Saturday, September 10, 2011

The moors and the theology of writing stories

Over the past week, I've been working on adding a little blog roll page...and I think I'm done for the moment, so it's up! I have a feeling I'll be tweaking it... 

I haven't been able to bring myself to add blogs of people I know. Maybe I'll add a separate section? I don't know, it just seems a little creepy to publicly link to people you know on the internet... of course, is it less creepy to link to people you don't know? So maybe my thinking is backwards...

One blog I enjoy is Attic 24. It's crafty/yarny blog, plus she lives in England. I love international blogs that give you a glimpse into another world. I especially enjoyed one of her latest posts that featured pictures of the moor. I grew up reading Famous Five books (about four kids and a dog in England) that often featured adventures on the moor, so I love seeing pictures of it. Just beautiful.

Another one, Conversion Diary, just had a fantastic article on leading a purposeful life. I feel like I've been seeing a lot of internet buzz along this line, but this post really spoke to me. I had just read recently about the rule of only using dialogue in a story if it moves the story line forward, but hadn't thought about applying it to my life until I read this post.... So what's your story and what's your dialogue?

Also, talking about story writing... While reading Poe, which is written in the first person, I was stuck by the fact that I never seem to read books written in the first person. Twilight was the only book that I could remember reading that stands out in my mind as being written from the 1st person, and it seems like that's becoming really common, whereas formally most books were written in the 3rd person. Or maybe I'm just really unobservant about these things?
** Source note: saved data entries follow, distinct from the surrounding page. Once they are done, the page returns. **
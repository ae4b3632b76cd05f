//! End-to-end monitor scenarios against scripted transports.
//!
//! All timing runs under paused tokio time, so intervals and watchdogs
//! fire deterministically.

use std::collections::VecDeque;
use std::sync::atomic::{AtomicUsize, Ordering};
use std::sync::{Arc, Mutex};
use std::time::Duration;

use async_trait::async_trait;
use futures::StreamExt;
use uuid::Uuid;

use finsight_client::ClientError;
use finsight_core::domain::job::Stage;
use finsight_core::domain::log::LogLevel;
use finsight_core::dto::event::MonitorEvent;
use finsight_core::dto::status::{JobStatusResponse, PollStatus};
use finsight_monitor::{
    EventFrames, JobMonitor, MonitorConfig, MonitorPhase, PushSource, StatusSource,
};

const SWITCH_LOG: &str = "Connection interrupted, switching to polling";

/// What the scripted push source hands to the channel on open.
enum PushScript {
    /// Yield these frames, then end the stream.
    Frames(Vec<finsight_client::Result<MonitorEvent>>),
    /// A stream that never yields anything.
    Silent,
    /// Opening the stream itself fails.
    OpenError,
}

struct ScriptedPush {
    script: Mutex<Option<PushScript>>,
    opens: AtomicUsize,
}

impl ScriptedPush {
    fn new(script: PushScript) -> Arc<Self> {
        Arc::new(Self {
            script: Mutex::new(Some(script)),
            opens: AtomicUsize::new(0),
        })
    }

    fn opens(&self) -> usize {
        self.opens.load(Ordering::SeqCst)
    }
}

#[async_trait]
impl PushSource for ScriptedPush {
    async fn open_events(&self, _job_id: Uuid) -> anyhow::Result<EventFrames> {
        self.opens.fetch_add(1, Ordering::SeqCst);
        match self.script.lock().unwrap().take() {
            Some(PushScript::Frames(frames)) => Ok(futures::stream::iter(frames).boxed()),
            Some(PushScript::Silent) => Ok(futures::stream::pending().boxed()),
            Some(PushScript::OpenError) | None => Err(anyhow::anyhow!("event stream unavailable")),
        }
    }
}

/// Scripted status source: pops queued responses, then repeats the last
/// one forever.
struct ScriptedStatus {
    responses: Mutex<VecDeque<JobStatusResponse>>,
    last: Mutex<Option<JobStatusResponse>>,
    calls: AtomicUsize,
}

impl ScriptedStatus {
    fn new(responses: Vec<JobStatusResponse>) -> Arc<Self> {
        Arc::new(Self {
            responses: Mutex::new(responses.into_iter().collect()),
            last: Mutex::new(None),
            calls: AtomicUsize::new(0),
        })
    }

    fn calls(&self) -> usize {
        self.calls.load(Ordering::SeqCst)
    }
}

#[async_trait]
impl StatusSource for ScriptedStatus {
    async fn job_status(&self, _job_id: Uuid) -> anyhow::Result<JobStatusResponse> {
        self.calls.fetch_add(1, Ordering::SeqCst);
        if let Some(response) = self.responses.lock().unwrap().pop_front() {
            *self.last.lock().unwrap() = Some(response.clone());
            return Ok(response);
        }
        self.last
            .lock()
            .unwrap()
            .clone()
            .ok_or_else(|| anyhow::anyhow!("no status available"))
    }
}

fn processing(progress: u8, logs: &[&str]) -> JobStatusResponse {
    JobStatusResponse {
        progress,
        progress_message: None,
        recent_logs: logs.iter().map(|s| s.to_string()).collect(),
        file_ready: false,
        status: PollStatus::Processing,
    }
}

fn config() -> MonitorConfig {
    MonitorConfig::new()
        .with_poll_interval(Duration::from_secs(2))
        .with_poll_max_duration(Duration::from_secs(300))
}

async fn wait_until(mut condition: impl FnMut() -> bool) {
    while !condition() {
        tokio::time::sleep(Duration::from_millis(50)).await;
    }
}

#[tokio::test(start_paused = true)]
async fn scenario_push_stream_runs_to_completion() {
    let push = ScriptedPush::new(PushScript::Frames(vec![
        Ok(MonitorEvent::Progress {
            percentage: 25,
            message: None,
        }),
        Ok(MonitorEvent::Log {
            message: "Starting analysis".to_string(),
        }),
        Ok(MonitorEvent::Heartbeat),
        Ok(MonitorEvent::Progress {
            percentage: 90,
            message: Some("Generating report".to_string()),
        }),
        Ok(MonitorEvent::Complete),
    ]));
    let status = ScriptedStatus::new(vec![]);

    let monitor = JobMonitor::start(push.clone(), status.clone(), Uuid::new_v4(), config());
    let job = monitor.join().await;

    assert!(job.terminal);
    assert!(job.error.is_none());
    assert_eq!(job.stage, Stage::Complete);
    // Percentage keeps the last reported value; complete does not force 100.
    assert_eq!(job.percentage, 90);
    assert_eq!(job.status_text.as_deref(), Some("Generating report"));

    assert_eq!(job.logs.len(), 1);
    assert_eq!(job.logs[0].cleaned_message, "Starting analysis");
    assert_eq!(job.logs[0].level, LogLevel::Processing);

    // The poll fallback never ran.
    assert_eq!(status.calls(), 0);
    assert_eq!(push.opens(), 1);
}

#[tokio::test(start_paused = true)]
async fn scenario_failover_deduplicates_polled_log_tail() {
    let push = ScriptedPush::new(PushScript::Frames(vec![
        Ok(MonitorEvent::Progress {
            percentage: 25,
            message: None,
        }),
        Err(ClientError::StreamFailed("connection reset".to_string())),
    ]));
    let status = ScriptedStatus::new(vec![
        processing(40, &["a", "b"]),
        processing(40, &["a", "b"]),
    ]);

    let monitor = JobMonitor::start(push.clone(), status.clone(), Uuid::new_v4(), config());

    // Let three polls land: the first delivers the tail, the rest repeat it.
    wait_until(|| status.calls() >= 3).await;
    monitor.cancel();
    let job = monitor.join().await;

    assert_eq!(job.percentage, 40);

    let switch_logs: Vec<_> = job
        .logs
        .iter()
        .filter(|l| l.raw_message == SWITCH_LOG)
        .collect();
    assert_eq!(switch_logs.len(), 1, "failover must be logged exactly once");
    assert_eq!(switch_logs[0].level, LogLevel::System);

    // The repeated tail produced no duplicate records.
    let raw: Vec<&str> = job
        .logs
        .iter()
        .filter(|l| l.level != LogLevel::System)
        .map(|l| l.raw_message.as_str())
        .collect();
    assert_eq!(raw, vec!["a", "b"]);

    // One push stream, one failover.
    assert_eq!(push.opens(), 1);
}

#[tokio::test(start_paused = true)]
async fn scenario_watchdog_closes_unfinished_poll_phase() {
    let push = ScriptedPush::new(PushScript::Frames(vec![Err(ClientError::StreamFailed(
        "gone".to_string(),
    ))]));
    let status = ScriptedStatus::new(vec![processing(10, &[])]);

    let monitor = JobMonitor::start(
        push.clone(),
        status.clone(),
        Uuid::new_v4(),
        MonitorConfig::new()
            .with_poll_interval(Duration::from_secs(2))
            .with_poll_max_duration(Duration::from_secs(5)),
    );

    // Run until the monitor task finishes on its own.
    let mut rx = monitor.subscribe();
    while rx.changed().await.is_ok() {}

    // Watchdog fired between the 2nd and 3rd tick, leaving the job
    // non-terminal with its outcome unknown.
    assert_eq!(monitor.phase(), MonitorPhase::Polling);
    assert_eq!(status.calls(), 2);

    let job = monitor.join().await;
    assert!(!job.terminal);
    assert!(job.error.is_none());
    let last = job.logs.last().expect("timeout must be logged");
    assert_eq!(last.level, LogLevel::System);
    assert!(last.raw_message.contains("timed out"));
}

#[tokio::test(start_paused = true)]
async fn scenario_error_event_sets_job_error() {
    let push = ScriptedPush::new(PushScript::Frames(vec![
        Ok(MonitorEvent::Progress {
            percentage: 50,
            message: None,
        }),
        Ok(MonitorEvent::Error {
            message: "ledger export crashed".to_string(),
        }),
    ]));
    let status = ScriptedStatus::new(vec![]);

    let monitor = JobMonitor::start(push, status, Uuid::new_v4(), config());
    let job = monitor.join().await;

    assert!(job.terminal);
    assert_eq!(job.error.as_deref(), Some("ledger export crashed"));
    assert_ne!(job.stage, Stage::Complete);
}

#[tokio::test(start_paused = true)]
async fn scenario_open_failure_falls_back_to_polling() {
    let push = ScriptedPush::new(PushScript::OpenError);
    let status = ScriptedStatus::new(vec![JobStatusResponse {
        progress: 100,
        progress_message: None,
        recent_logs: vec!["Report ready".to_string()],
        file_ready: true,
        status: PollStatus::Completed,
    }]);

    let monitor = JobMonitor::start(push, status, Uuid::new_v4(), config());
    let job = monitor.join().await;

    assert!(job.terminal);
    assert!(job.error.is_none());
    assert_eq!(job.stage, Stage::Complete);
    assert_eq!(job.percentage, 100);
    assert!(job.logs.iter().any(|l| l.raw_message == SWITCH_LOG));
    assert!(job.logs.iter().any(|l| l.raw_message == "Report ready"));
}

#[tokio::test(start_paused = true)]
async fn scenario_malformed_frames_are_dropped_not_fatal() {
    let push = ScriptedPush::new(PushScript::Frames(vec![
        Err(ClientError::ParseError("garbage frame".to_string())),
        Ok(MonitorEvent::Complete),
    ]));
    let status = ScriptedStatus::new(vec![]);

    let monitor = JobMonitor::start(push, status.clone(), Uuid::new_v4(), config());
    let job = monitor.join().await;

    assert!(job.terminal);
    assert!(job.error.is_none());
    assert!(
        job.logs
            .iter()
            .any(|l| l.level == LogLevel::System && l.raw_message.contains("malformed"))
    );
    // No failover happened.
    assert_eq!(status.calls(), 0);
}

#[tokio::test(start_paused = true)]
async fn cancel_during_push_phase_releases_everything() {
    let push = ScriptedPush::new(PushScript::Silent);
    let status = ScriptedStatus::new(vec![]);

    let monitor = JobMonitor::start(push, status.clone(), Uuid::new_v4(), config());
    tokio::task::yield_now().await;
    monitor.cancel();
    // Cancelling again is a no-op.
    monitor.cancel();

    let job = monitor.join().await;
    assert!(job.terminal);
    assert!(job.error.is_none(), "cancellation is not a failure");
    assert_eq!(status.calls(), 0);
}

#[tokio::test(start_paused = true)]
async fn cancel_during_poll_phase_releases_everything() {
    let push = ScriptedPush::new(PushScript::OpenError);
    let status = ScriptedStatus::new(vec![processing(10, &[])]);

    let monitor = JobMonitor::start(push, status.clone(), Uuid::new_v4(), config());
    wait_until(|| status.calls() >= 1).await;

    monitor.cancel();
    let job = monitor.join().await;

    assert!(job.terminal);
    assert!(job.error.is_none());
    let calls_after_cancel = status.calls();
    tokio::time::sleep(Duration::from_secs(10)).await;
    assert_eq!(status.calls(), calls_after_cancel, "polling must stop");
}

#[tokio::test(start_paused = true)]
async fn cancel_after_terminal_is_a_noop() {
    let push = ScriptedPush::new(PushScript::Frames(vec![Ok(MonitorEvent::Complete)]));
    let status = ScriptedStatus::new(vec![]);

    let monitor = JobMonitor::start(push, status, Uuid::new_v4(), config());
    let mut rx = monitor.subscribe();
    while rx.changed().await.is_ok() {}
    assert_eq!(monitor.phase(), MonitorPhase::Terminal);

    let before = monitor.snapshot();
    monitor.cancel();
    monitor.cancel();
    let job = monitor.join().await;

    assert!(job.terminal);
    assert!(job.error.is_none());
    assert_eq!(job.logs.len(), before.logs.len());
}

#[tokio::test(start_paused = true)]
async fn dropping_the_handle_cancels_the_task() {
    let push = ScriptedPush::new(PushScript::Silent);
    let status = ScriptedStatus::new(vec![]);

    let monitor = JobMonitor::start(push, status.clone(), Uuid::new_v4(), config());
    let mut rx = monitor.subscribe();
    drop(monitor);

    // The task observes the cancellation and exits, dropping the sender.
    while rx.changed().await.is_ok() {}
    assert!(rx.borrow().terminal);
}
If my observation is true though, it makes me wonder about the theology of writing books. In writing narrated by a third person, with the focus being on a) the story and b) the creator,  does this style imitate reality? That we, too, are characters in a story which we are not writing?

It seems like writing in the first person ultimately points to humanism.. Everything in the book revolves around them... they are the center. Which with the decline of Christianity in our country, could explain a movement towards writing in the first person.

Of course, blogs are mostly written in the first person....eeks. So um, never mind, right?

Or it made me wonder if most books (especially older) books were written in the 3rd person so it was much more natural to read it out loud? I dunno!